KTN suffered a fresh blow on Monday after news anchor Grace Kuria announced she is leaving the Mombasa Road based media house two years one month after joining the stable from Mediamax.
Business Today can confirm that Ms Kuria is headed to Chinese broadcaster CGTN where she is penciled in for a similar role and now leaves her bosses at KTN with a fresh headache on how to replace her.
“I would also like to take this opportunity to say thank you to God, thank you to my family, thank you to Standard Group management, thank you to my colleagues and thank you to you my viewer for all the love all the criticism and for the words of encouragement and waswahili husema kilicho na mwanzo kina mwisho (what has a start has an ending) and this has been my last broadcast on KTN News and KTN Home. Thank You so much I am entirely grateful. God bless you. God keep you,” she said as she wrapped up her last bulletin on Monday lunchtime.
Grace Kuria first joined KTN as a reporter before slowly working her way into becoming a news anchor.
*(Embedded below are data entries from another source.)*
// SPDX-FileCopyrightText: 2026 Burble Contributors
// SPDX-License-Identifier: MIT OR Apache-2.0

//! Delayed-queue operations for crash-safe batch delivery.
//!
//! Entries become visible once `available_at` passes, which is how debounce
//! flush-checks are scheduled without an in-process timer. A claimed entry
//! holds a `locked_until` window; entries whose claim expired (crashed
//! worker) are silently returned to pending on the next receive, giving
//! at-least-once delivery.

use burble_core::BurbleError;
use rusqlite::params;

use crate::database::Database;
use crate::models::QueueEntry;

/// Claim window applied to received entries before they are considered
/// abandoned and redelivered.
const CLAIM_WINDOW: &str = "+5 minutes";

/// Enqueue a payload, visible after `delay_seconds`. Returns the entry id.
pub async fn send(db: &Database, payload: &str, delay_seconds: u32) -> Result<i64, BurbleError> {
    let payload = payload.to_string();
    let modifier = format!("+{delay_seconds} seconds");
    db.connection()
        .call(move |conn| {
            conn.execute(
                "INSERT INTO queue (payload, available_at)
                 VALUES (?1, strftime('%Y-%m-%dT%H:%M:%fZ', 'now', ?2))",
                params![payload, modifier],
            )?;
            Ok(conn.last_insert_rowid())
        })
        .await
        .map_err(crate::database::map_tr_err)
}

/// Claim up to `max` due entries, oldest first.
///
/// Runs in one transaction: expired claims are first returned to pending,
/// then due pending entries (`available_at` in the past) are marked
/// `processing` with a fresh claim window. Returns an empty vec when
/// nothing is due.
pub async fn receive(db: &Database, max: usize) -> Result<Vec<QueueEntry>, BurbleError> {
    db.connection()
        .call(move |conn| {
            let tx = conn.transaction()?;

            // Redeliver entries whose worker died mid-claim.
            tx.execute(
                "UPDATE queue SET status = 'pending', locked_until = NULL,
                 updated_at = strftime('%Y-%m-%dT%H:%M:%fZ', 'now')
                 WHERE status = 'processing'
                   AND locked_until < strftime('%Y-%m-%dT%H:%M:%fZ', 'now')",
                [],
            )?;

            let mut entries = {
                let mut stmt = tx.prepare(
                    "SELECT id, payload, status, attempts, max_attempts,
                            available_at, created_at, updated_at, locked_until
                     FROM queue
                     WHERE status = 'pending'
                       AND available_at <= strftime('%Y-%m-%dT%H:%M:%fZ', 'now')
                     ORDER BY id ASC
                     LIMIT ?1",
                )?;
                stmt.query_map(params![max as i64], |row| {
                    Ok(QueueEntry {
                        id: row.get(0)?,
                        payload: row.get(1)?,
                        status: row.get(2)?,
                        attempts: row.get(3)?,
                        max_attempts: row.get(4)?,
                        available_at: row.get(5)?,
                        created_at: row.get(6)?,
                        updated_at: row.get(7)?,
                        locked_until: row.get(8)?,
                    })
                })?
                .collect::<Result<Vec<_>, _>>()?
            };

            for entry in &mut entries {
                tx.execute(
                    "UPDATE queue SET status = 'processing',
                     locked_until = strftime('%Y-%m-%dT%H:%M:%fZ', 'now', ?1),
                     updated_at = strftime('%Y-%m-%dT%H:%M:%fZ', 'now')
                     WHERE id = ?2",
                    params![CLAIM_WINDOW, entry.id],
                )?;
                entry.status = "processing".to_string();
            }

            tx.commit()?;
            Ok(entries)
        })
        .await
        .map_err(crate::database::map_tr_err)
}

/// Acknowledge successful handling of a claimed entry.
pub async fn ack(db: &Database, id: i64) -> Result<(), BurbleError> {
    db.connection()
        .call(move |conn| {
            conn.execute(
                "UPDATE queue SET status = 'completed', locked_until = NULL,
                 updated_at = strftime('%Y-%m-%dT%H:%M:%fZ', 'now')
                 WHERE id = ?1",
                params![id],
            )?;
            Ok(())
        })
        .await
        .map_err(crate::database::map_tr_err)
}

/// Return a claimed entry to the queue, redeliverable after `delay_seconds`.
///
/// Increments `attempts`. Once `attempts` reaches `max_attempts` the entry
/// is parked as `dead` instead of requeued -- the queue's dead-letter
/// terminal state for poison messages.
pub async fn retry(db: &Database, id: i64, delay_seconds: u32) -> Result<(), BurbleError> {
    let modifier = format!("+{delay_seconds} seconds");
    db.connection()
        .call(move |conn| {
            let (attempts, max_attempts): (i32, i32) = conn.query_row(
                "SELECT attempts, max_attempts FROM queue WHERE id = ?1",
                params![id],
                |row| Ok((row.get(0)?, row.get(1)?)),
            )?;

            let new_attempts = attempts + 1;
            if new_attempts >= max_attempts {
                conn.execute(
                    "UPDATE queue SET status = 'dead', attempts = ?1,
                     locked_until = NULL,
                     updated_at = strftime('%Y-%m-%dT%H:%M:%fZ', 'now')
                     WHERE id = ?2",
                    params![new_attempts, id],
                )?;
            } else {
                conn.execute(
                    "UPDATE queue SET status = 'pending', attempts = ?1,
                     locked_until = NULL,
                     available_at = strftime('%Y-%m-%dT%H:%M:%fZ', 'now', ?2),
                     updated_at = strftime('%Y-%m-%dT%H:%M:%fZ', 'now')
                     WHERE id = ?3",
                    params![new_attempts, modifier, id],
                )?;
            }
            Ok(())
        })
        .await
        .map_err(crate::database::map_tr_err)
}

/// Return a claimed entry to the queue without counting an attempt.
///
/// Contention backoff: the entry was never handled, so it keeps its attempt
/// budget intact no matter how often the conversation's lock is busy.
pub async fn release(db: &Database, id: i64, delay_seconds: u32) -> Result<(), BurbleError> {
    let modifier = format!("+{delay_seconds} seconds");
    db.connection()
        .call(move |conn| {
            conn.execute(
                "UPDATE queue SET status = 'pending', locked_until = NULL,
                 available_at = strftime('%Y-%m-%dT%H:%M:%fZ', 'now', ?1),
                 updated_at = strftime('%Y-%m-%dT%H:%M:%fZ', 'now')
                 WHERE id = ?2",
                params![modifier, id],
            )?;
            Ok(())
        })
        .await
        .map_err(crate::database::map_tr_err)
}

/// Park an entry as `dead` regardless of its attempt count.
///
/// Used for payloads that cannot be decoded; keeping the row preserves the
/// evidence instead of silently dropping it.
pub async fn bury(db: &Database, id: i64) -> Result<(), BurbleError> {
    db.connection()
        .call(move |conn| {
            conn.execute(
                "UPDATE queue SET status = 'dead', locked_until = NULL,
                 updated_at = strftime('%Y-%m-%dT%H:%M:%fZ', 'now')
                 WHERE id = ?1",
                params![id],
            )?;
            Ok(())
        })
        .await
        .map_err(crate::database::map_tr_err)
}

#[cfg(test)]
mod tests {
    use super::*;
    use tempfile::tempdir;

    async fn setup_db() -> (Database, tempfile::TempDir) {
        let dir = tempdir().unwrap();
        let db_path = dir.path().join("test.db");
        let db = Database::open(db_path.to_str().unwrap()).await.unwrap();
        (db, dir)
    }

    async fn status_of(db: &Database, id: i64) -> String {
        db.connection()
            .call(move |conn| -> rusqlite::Result<String> {
                let status = conn.query_row(
                    "SELECT status FROM queue WHERE id = ?1",
                    params![id],
                    |row| row.get(0),
                )?;
                Ok(status)
            })
            .await
            .unwrap()
    }

    #[tokio::test]
    async fn send_and_receive_lifecycle() {
        let (db, _dir) = setup_db().await;

        let id = send(&db, r#"{"conversation_id":"c1","items":[]}"#, 0)
            .await
            .unwrap();
        assert!(id > 0);

        let entries = receive(&db, 10).await.unwrap();
        assert_eq!(entries.len(), 1);
        assert_eq!(entries[0].id, id);
        assert_eq!(entries[0].status, "processing");
        assert_eq!(entries[0].attempts, 0);

        // Claimed entry must not be delivered again.
        let again = receive(&db, 10).await.unwrap();
        assert!(again.is_empty());

        db.close().await.unwrap();
    }

    #[tokio::test]
    async fn delayed_entry_is_not_yet_visible() {
        let (db, _dir) = setup_db().await;

        send(&db, "payload", 120).await.unwrap();
        let entries = receive(&db, 10).await.unwrap();
        assert!(entries.is_empty(), "entry with future available_at must stay hidden");

        db.close().await.unwrap();
    }

    #[tokio::test]
    async fn receive_returns_oldest_first_up_to_max() {
        let (db, _dir) = setup_db().await;

        let a = send(&db, "a", 0).await.unwrap();
        let b = send(&db, "b", 0).await.unwrap();
        let _c = send(&db, "c", 0).await.unwrap();

        let entries = receive(&db, 2).await.unwrap();
        assert_eq!(entries.len(), 2);
        assert_eq!(entries[0].id, a);
        assert_eq!(entries[1].id, b);

        db.close().await.unwrap();
    }

    #[tokio::test]
    async fn ack_marks_completed() {
        let (db, _dir) = setup_db().await;

        let id = send(&db, "payload", 0).await.unwrap();
        receive(&db, 1).await.unwrap();
        ack(&db, id).await.unwrap();

        assert_eq!(status_of(&db, id).await, "completed");

        db.close().await.unwrap();
    }

    #[tokio::test]
    async fn retry_requeues_with_attempt_bump() {
        let (db, _dir) = setup_db().await;

        let id = send(&db, "payload", 0).await.unwrap();
        receive(&db, 1).await.unwrap();
        retry(&db, id, 0).await.unwrap();

        let entries = receive(&db, 1).await.unwrap();
        assert_eq!(entries.len(), 1);
        assert_eq!(entries[0].attempts, 1);

        db.close().await.unwrap();
    }

    #[tokio::test]
    async fn retry_with_delay_hides_entry_until_due() {
        let (db, _dir) = setup_db().await;

        let id = send(&db, "payload", 0).await.unwrap();
        receive(&db, 1).await.unwrap();
        retry(&db, id, 60).await.unwrap();

        assert_eq!(status_of(&db, id).await, "pending");
        assert!(receive(&db, 1).await.unwrap().is_empty());

        db.close().await.unwrap();
    }

    #[tokio::test]
    async fn retry_dead_letters_at_max_attempts() {
        let (db, _dir) = setup_db().await;

        let id = send(&db, "payload", 0).await.unwrap();

        // Default max_attempts is 8.
        for _ in 0..8 {
            let entries = receive(&db, 1).await.unwrap();
            assert_eq!(entries.len(), 1);
            retry(&db, id, 0).await.unwrap();
        }

        assert_eq!(status_of(&db, id).await, "dead");
        assert!(receive(&db, 1).await.unwrap().is_empty());

        db.close().await.unwrap();
    }

    #[tokio::test]
    async fn release_requeues_without_counting_an_attempt() {
        let (db, _dir) = setup_db().await;

        let id = send(&db, "payload", 0).await.unwrap();
        receive(&db, 1).await.unwrap();
        release(&db, id, 0).await.unwrap();

        let entries = receive(&db, 1).await.unwrap();
        assert_eq!(entries.len(), 1);
        assert_eq!(entries[0].attempts, 0, "release must not burn the attempt budget");

        db.close().await.unwrap();
    }

    #[tokio::test]
    async fn expired_claim_is_redelivered() {
        let (db, _dir) = setup_db().await;

        let id = send(&db, "payload", 0).await.unwrap();
        receive(&db, 1).await.unwrap();

        // Simulate a crashed worker by expiring the claim window.
        db.connection()
            .call(move |conn| -> rusqlite::Result<()> {
                conn.execute(
                    "UPDATE queue SET locked_until = '2000-01-01T00:00:00.000Z' WHERE id = ?1",
                    params![id],
                )?;
                Ok(())
            })
            .await
            .unwrap();

        let entries = receive(&db, 1).await.unwrap();
        assert_eq!(entries.len(), 1, "expired claim should come back");
        assert_eq!(entries[0].id, id);

        db.close().await.unwrap();
    }

    #[tokio::test]
    async fn bury_parks_entry_as_dead() {
        let (db, _dir) = setup_db().await;

        let id = send(&db, "not json", 0).await.unwrap();
        receive(&db, 1).await.unwrap();
        bury(&db, id).await.unwrap();

        assert_eq!(status_of(&db, id).await, "dead");
        assert!(receive(&db, 1).await.unwrap().is_empty());

        db.close().await.unwrap();
    }
}
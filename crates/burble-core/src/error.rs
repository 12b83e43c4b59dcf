// SPDX-FileCopyrightText: 2026 Burble Contributors
// SPDX-License-Identifier: MIT OR Apache-2.0

//! Error types for the Burble bot pipeline.

use thiserror::Error;

/// The primary error type used across all Burble adapter traits and pipeline operations.
#[derive(Debug, Error)]
pub enum BurbleError {
    /// Configuration errors (invalid TOML, missing required fields, type mismatches).
    #[error("configuration error: {0}")]
    Config(String),

    /// Key-value store errors (connection, query failure, missing backend).
    #[error("store error: {source}")]
    Store {
        source: Box<dyn std::error::Error + Send + Sync>,
    },

    /// Delayed-queue errors (send failure, receive failure, bad entry state).
    #[error("queue error: {message}")]
    Queue {
        message: String,
        source: Option<Box<dyn std::error::Error + Send + Sync>>,
    },

    /// Batch processor errors (the processing callback failed).
    #[error("processing error: {message}")]
    Process {
        message: String,
        source: Option<Box<dyn std::error::Error + Send + Sync>>,
    },

    /// JSON encode/decode errors for persisted buffer, lock, or batch records.
    #[error("codec error: {source}")]
    Codec {
        source: Box<dyn std::error::Error + Send + Sync>,
    },

    /// Adapter health check failed.
    #[error("health check failed for {name}: {source}")]
    HealthCheckFailed {
        name: String,
        source: Box<dyn std::error::Error + Send + Sync>,
    },

    /// Internal or unexpected errors.
    #[error("internal error: {0}")]
    Internal(String),
}

impl From<serde_json::Error> for BurbleError {
    fn from(err: serde_json::Error) -> Self {
        BurbleError::Codec {
            source: Box::new(err),
        }
    }
}
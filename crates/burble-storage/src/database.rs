// SPDX-FileCopyrightText: 2026 Burble Contributors
// SPDX-License-Identifier: MIT OR Apache-2.0

//! Database connection management with PRAGMA setup, WAL mode, and lifecycle.
//!
//! All writes are serialized through tokio-rusqlite's single background thread.
//! Do NOT create additional Connection instances for writes.

use std::path::Path;

use burble_core::BurbleError;
use tracing::debug;

/// Handle to the single SQLite connection.
///
/// Wraps one `tokio_rusqlite::Connection`; all query modules accept
/// `&Database` and go through [`Database::connection`], so every write is
/// serialized on one background thread and SQLITE_BUSY cannot occur between
/// tasks of the same process.
#[derive(Clone)]
pub struct Database {
    conn: tokio_rusqlite::Connection,
}

impl Database {
    /// Open (or create) the database at `path`, apply PRAGMAs, and run all
    /// pending migrations.
    pub async fn open(path: &str) -> Result<Self, BurbleError> {
        Self::open_with_journal(path, true).await
    }

    /// Open with an explicit journal mode choice (`wal = false` uses the
    /// rollback journal; only useful on filesystems without mmap support).
    pub async fn open_with_journal(path: &str, wal: bool) -> Result<Self, BurbleError> {
        if let Some(parent) = Path::new(path).parent()
            && !parent.as_os_str().is_empty()
        {
            std::fs::create_dir_all(parent).map_err(|e| BurbleError::Store {
                source: Box::new(e),
            })?;
        }

        let conn = tokio_rusqlite::Connection::open(path)
            .await
            .map_err(|e| BurbleError::Store {
                source: Box::new(e),
            })?;

        let journal = if wal { "WAL" } else { "DELETE" };
        let pragmas = format!(
            "PRAGMA journal_mode = {journal};\n\
             PRAGMA synchronous = NORMAL;\n\
             PRAGMA foreign_keys = ON;\n\
             PRAGMA busy_timeout = 5000;"
        );

        conn.call(move |conn| -> Result<(), BurbleError> {
            conn.execute_batch(&pragmas).map_err(|e| BurbleError::Store {
                source: Box::new(e),
            })?;
            crate::migrations::run_migrations(conn)?;
            Ok(())
        })
        .await
        .map_err(|e| BurbleError::Store {
            source: Box::new(e),
        })?;

        debug!(path, journal, "database opened");
        Ok(Self { conn })
    }

    /// The underlying tokio-rusqlite connection. All reads and writes go
    /// through `connection().call(..)`.
    pub fn connection(&self) -> &tokio_rusqlite::Connection {
        &self.conn
    }

    /// Checkpoint the WAL and close the connection.
    pub async fn close(&self) -> Result<(), BurbleError> {
        self.conn
            .call(|conn| {
                conn.execute_batch("PRAGMA wal_checkpoint(TRUNCATE);")?;
                Ok(())
            })
            .await
            .map_err(map_tr_err)?;
        debug!("WAL checkpoint complete");
        Ok(())
    }
}

/// Map a tokio-rusqlite error into the store error variant.
pub fn map_tr_err(err: tokio_rusqlite::Error) -> BurbleError {
    BurbleError::Store {
        source: Box::new(err),
    }
}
She is popular for her show Beyond The Scars which aired every Sunday at 8am and at times hosted Bottomline Africa, the African news segment which airs daily in the afternoon.
In addition to hosting Beyond The Scars & Bottomline Africa, she also anchored lunchtime news both on Weekdays (Newsdesk) and Weekends (Weekend at One).
KTN and Standard Group at large is no stranger to losing top talent some years after developing it. In October last year, KTN lost Investigative Editor Hussein Mohamed to BBC Africa who is yet to be replaced three months down the line.
However, Standard Group never struggles to replace news anchors and reporters and has formed an unwanted reputation of a feeder station for international broadcasters and Citizen TV.
Plans are underway to identify a replacement within the organisation. Standard is already struggling financially making it is unlikely that new talent outside the organisation will be brought in to fill the role.
In the last financial reporting period, Standard Group reported a Ksh306 million loss for the half-year ended June 2020 compared to the Ksh19.3 million profit the media company reported at a similar period the previous year.
The company has also been struggling to pay its former staff retrenched over the course of last year their dues.
In September 2020, Business Today exclusively reported that former staff were unconventionally writing to the company demanding their dues after harbouring doubts regarding the pace that the company was adopting towards payment of whatever they were owed.